AIM OF THE EXERCISE
Whichever lines of the entries hold the word "Rectangle" should be identified and copied.

RECORDS PROVIDED
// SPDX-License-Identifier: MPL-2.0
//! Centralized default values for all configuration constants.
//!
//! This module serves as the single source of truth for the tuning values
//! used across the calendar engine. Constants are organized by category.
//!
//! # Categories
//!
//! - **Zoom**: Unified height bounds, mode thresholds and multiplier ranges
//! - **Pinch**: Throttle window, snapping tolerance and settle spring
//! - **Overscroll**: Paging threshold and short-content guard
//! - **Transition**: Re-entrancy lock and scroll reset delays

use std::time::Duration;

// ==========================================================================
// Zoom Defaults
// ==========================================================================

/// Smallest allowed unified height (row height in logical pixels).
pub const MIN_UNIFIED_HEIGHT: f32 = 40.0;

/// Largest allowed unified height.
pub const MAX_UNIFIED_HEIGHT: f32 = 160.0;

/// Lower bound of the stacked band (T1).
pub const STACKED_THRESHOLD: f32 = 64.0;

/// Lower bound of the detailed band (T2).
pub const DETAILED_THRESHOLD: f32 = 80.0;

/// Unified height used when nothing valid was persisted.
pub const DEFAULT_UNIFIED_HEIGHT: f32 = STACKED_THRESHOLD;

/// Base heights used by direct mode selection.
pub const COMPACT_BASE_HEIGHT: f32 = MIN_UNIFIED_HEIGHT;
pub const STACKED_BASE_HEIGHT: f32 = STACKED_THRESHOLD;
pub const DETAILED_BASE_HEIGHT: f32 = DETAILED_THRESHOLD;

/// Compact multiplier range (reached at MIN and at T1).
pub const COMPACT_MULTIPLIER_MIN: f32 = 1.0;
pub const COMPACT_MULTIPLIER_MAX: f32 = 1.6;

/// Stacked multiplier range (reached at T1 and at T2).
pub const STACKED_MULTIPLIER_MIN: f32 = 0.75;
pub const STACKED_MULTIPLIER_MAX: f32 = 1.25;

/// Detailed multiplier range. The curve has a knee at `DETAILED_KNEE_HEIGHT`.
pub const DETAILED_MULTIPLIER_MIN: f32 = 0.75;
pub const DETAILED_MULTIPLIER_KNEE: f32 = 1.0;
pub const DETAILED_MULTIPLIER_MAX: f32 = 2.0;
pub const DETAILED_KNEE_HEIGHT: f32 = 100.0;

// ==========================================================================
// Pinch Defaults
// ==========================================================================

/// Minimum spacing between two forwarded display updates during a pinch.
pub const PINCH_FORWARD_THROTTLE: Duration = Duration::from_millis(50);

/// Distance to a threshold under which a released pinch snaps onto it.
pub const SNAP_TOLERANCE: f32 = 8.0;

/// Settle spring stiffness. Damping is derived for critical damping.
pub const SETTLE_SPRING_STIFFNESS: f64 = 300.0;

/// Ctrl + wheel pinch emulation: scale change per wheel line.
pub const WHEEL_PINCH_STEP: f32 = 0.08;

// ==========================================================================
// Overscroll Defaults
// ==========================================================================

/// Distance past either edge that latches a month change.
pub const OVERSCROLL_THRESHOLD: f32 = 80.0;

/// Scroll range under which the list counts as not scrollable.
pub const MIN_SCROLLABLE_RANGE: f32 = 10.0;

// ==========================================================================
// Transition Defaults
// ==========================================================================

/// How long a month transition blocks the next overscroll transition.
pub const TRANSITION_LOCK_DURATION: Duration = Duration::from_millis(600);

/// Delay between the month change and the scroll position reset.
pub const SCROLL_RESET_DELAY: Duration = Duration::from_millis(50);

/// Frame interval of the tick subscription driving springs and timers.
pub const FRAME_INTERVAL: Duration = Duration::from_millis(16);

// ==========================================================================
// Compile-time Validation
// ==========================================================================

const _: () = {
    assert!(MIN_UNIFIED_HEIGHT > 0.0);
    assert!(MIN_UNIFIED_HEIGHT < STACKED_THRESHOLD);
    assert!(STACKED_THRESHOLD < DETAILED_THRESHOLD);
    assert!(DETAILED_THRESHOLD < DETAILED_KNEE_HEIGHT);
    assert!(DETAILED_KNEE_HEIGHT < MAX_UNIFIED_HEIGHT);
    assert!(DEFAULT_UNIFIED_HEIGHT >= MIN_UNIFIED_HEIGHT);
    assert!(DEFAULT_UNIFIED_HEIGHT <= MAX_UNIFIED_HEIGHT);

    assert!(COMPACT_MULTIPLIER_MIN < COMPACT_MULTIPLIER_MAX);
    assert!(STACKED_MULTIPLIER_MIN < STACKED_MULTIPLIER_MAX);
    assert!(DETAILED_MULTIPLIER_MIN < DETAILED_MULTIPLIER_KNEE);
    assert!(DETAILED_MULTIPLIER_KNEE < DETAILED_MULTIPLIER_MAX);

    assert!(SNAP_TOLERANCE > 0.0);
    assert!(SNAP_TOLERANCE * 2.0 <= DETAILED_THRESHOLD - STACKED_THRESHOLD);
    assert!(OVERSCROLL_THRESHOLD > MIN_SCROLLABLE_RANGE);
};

...

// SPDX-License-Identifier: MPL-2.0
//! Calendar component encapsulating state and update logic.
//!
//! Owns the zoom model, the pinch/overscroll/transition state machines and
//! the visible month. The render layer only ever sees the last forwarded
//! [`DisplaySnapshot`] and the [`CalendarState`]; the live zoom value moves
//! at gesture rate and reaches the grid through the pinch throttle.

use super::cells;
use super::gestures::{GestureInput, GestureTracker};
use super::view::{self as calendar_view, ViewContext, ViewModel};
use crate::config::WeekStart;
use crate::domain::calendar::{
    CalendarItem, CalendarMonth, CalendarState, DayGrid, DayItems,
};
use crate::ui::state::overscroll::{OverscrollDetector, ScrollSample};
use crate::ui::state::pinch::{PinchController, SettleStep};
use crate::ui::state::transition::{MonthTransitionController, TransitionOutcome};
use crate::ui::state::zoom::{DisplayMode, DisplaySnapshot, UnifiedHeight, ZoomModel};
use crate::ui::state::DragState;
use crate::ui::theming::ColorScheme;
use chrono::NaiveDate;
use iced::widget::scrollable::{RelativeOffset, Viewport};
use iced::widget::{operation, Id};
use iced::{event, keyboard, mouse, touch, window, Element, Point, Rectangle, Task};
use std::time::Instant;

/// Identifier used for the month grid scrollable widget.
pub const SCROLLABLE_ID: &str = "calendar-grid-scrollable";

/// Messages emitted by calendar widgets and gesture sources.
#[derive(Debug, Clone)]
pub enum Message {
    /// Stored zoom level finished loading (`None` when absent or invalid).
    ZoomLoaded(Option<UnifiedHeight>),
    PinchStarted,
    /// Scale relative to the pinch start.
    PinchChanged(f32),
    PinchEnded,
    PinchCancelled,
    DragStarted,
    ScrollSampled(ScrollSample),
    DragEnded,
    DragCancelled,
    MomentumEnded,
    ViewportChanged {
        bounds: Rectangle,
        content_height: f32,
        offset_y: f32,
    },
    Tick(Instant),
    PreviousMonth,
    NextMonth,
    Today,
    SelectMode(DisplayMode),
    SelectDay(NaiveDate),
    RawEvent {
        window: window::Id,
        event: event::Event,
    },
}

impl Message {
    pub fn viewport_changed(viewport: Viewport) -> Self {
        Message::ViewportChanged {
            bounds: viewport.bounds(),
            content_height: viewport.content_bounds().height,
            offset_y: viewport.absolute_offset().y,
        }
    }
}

---

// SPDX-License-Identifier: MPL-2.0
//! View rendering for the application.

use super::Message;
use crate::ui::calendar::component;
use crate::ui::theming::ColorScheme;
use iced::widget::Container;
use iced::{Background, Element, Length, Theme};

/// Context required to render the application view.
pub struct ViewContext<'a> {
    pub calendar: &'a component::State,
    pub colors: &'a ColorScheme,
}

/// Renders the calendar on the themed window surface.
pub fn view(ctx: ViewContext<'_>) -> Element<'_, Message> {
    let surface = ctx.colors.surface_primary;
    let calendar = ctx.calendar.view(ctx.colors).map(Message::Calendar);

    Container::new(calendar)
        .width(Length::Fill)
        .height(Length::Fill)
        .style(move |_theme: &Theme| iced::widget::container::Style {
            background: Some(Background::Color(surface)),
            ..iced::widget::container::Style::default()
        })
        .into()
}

COMPLETED TASK
use iced::{event, keyboard, mouse, touch, window, Element, Point, Rectangle, Task};
        bounds: Rectangle,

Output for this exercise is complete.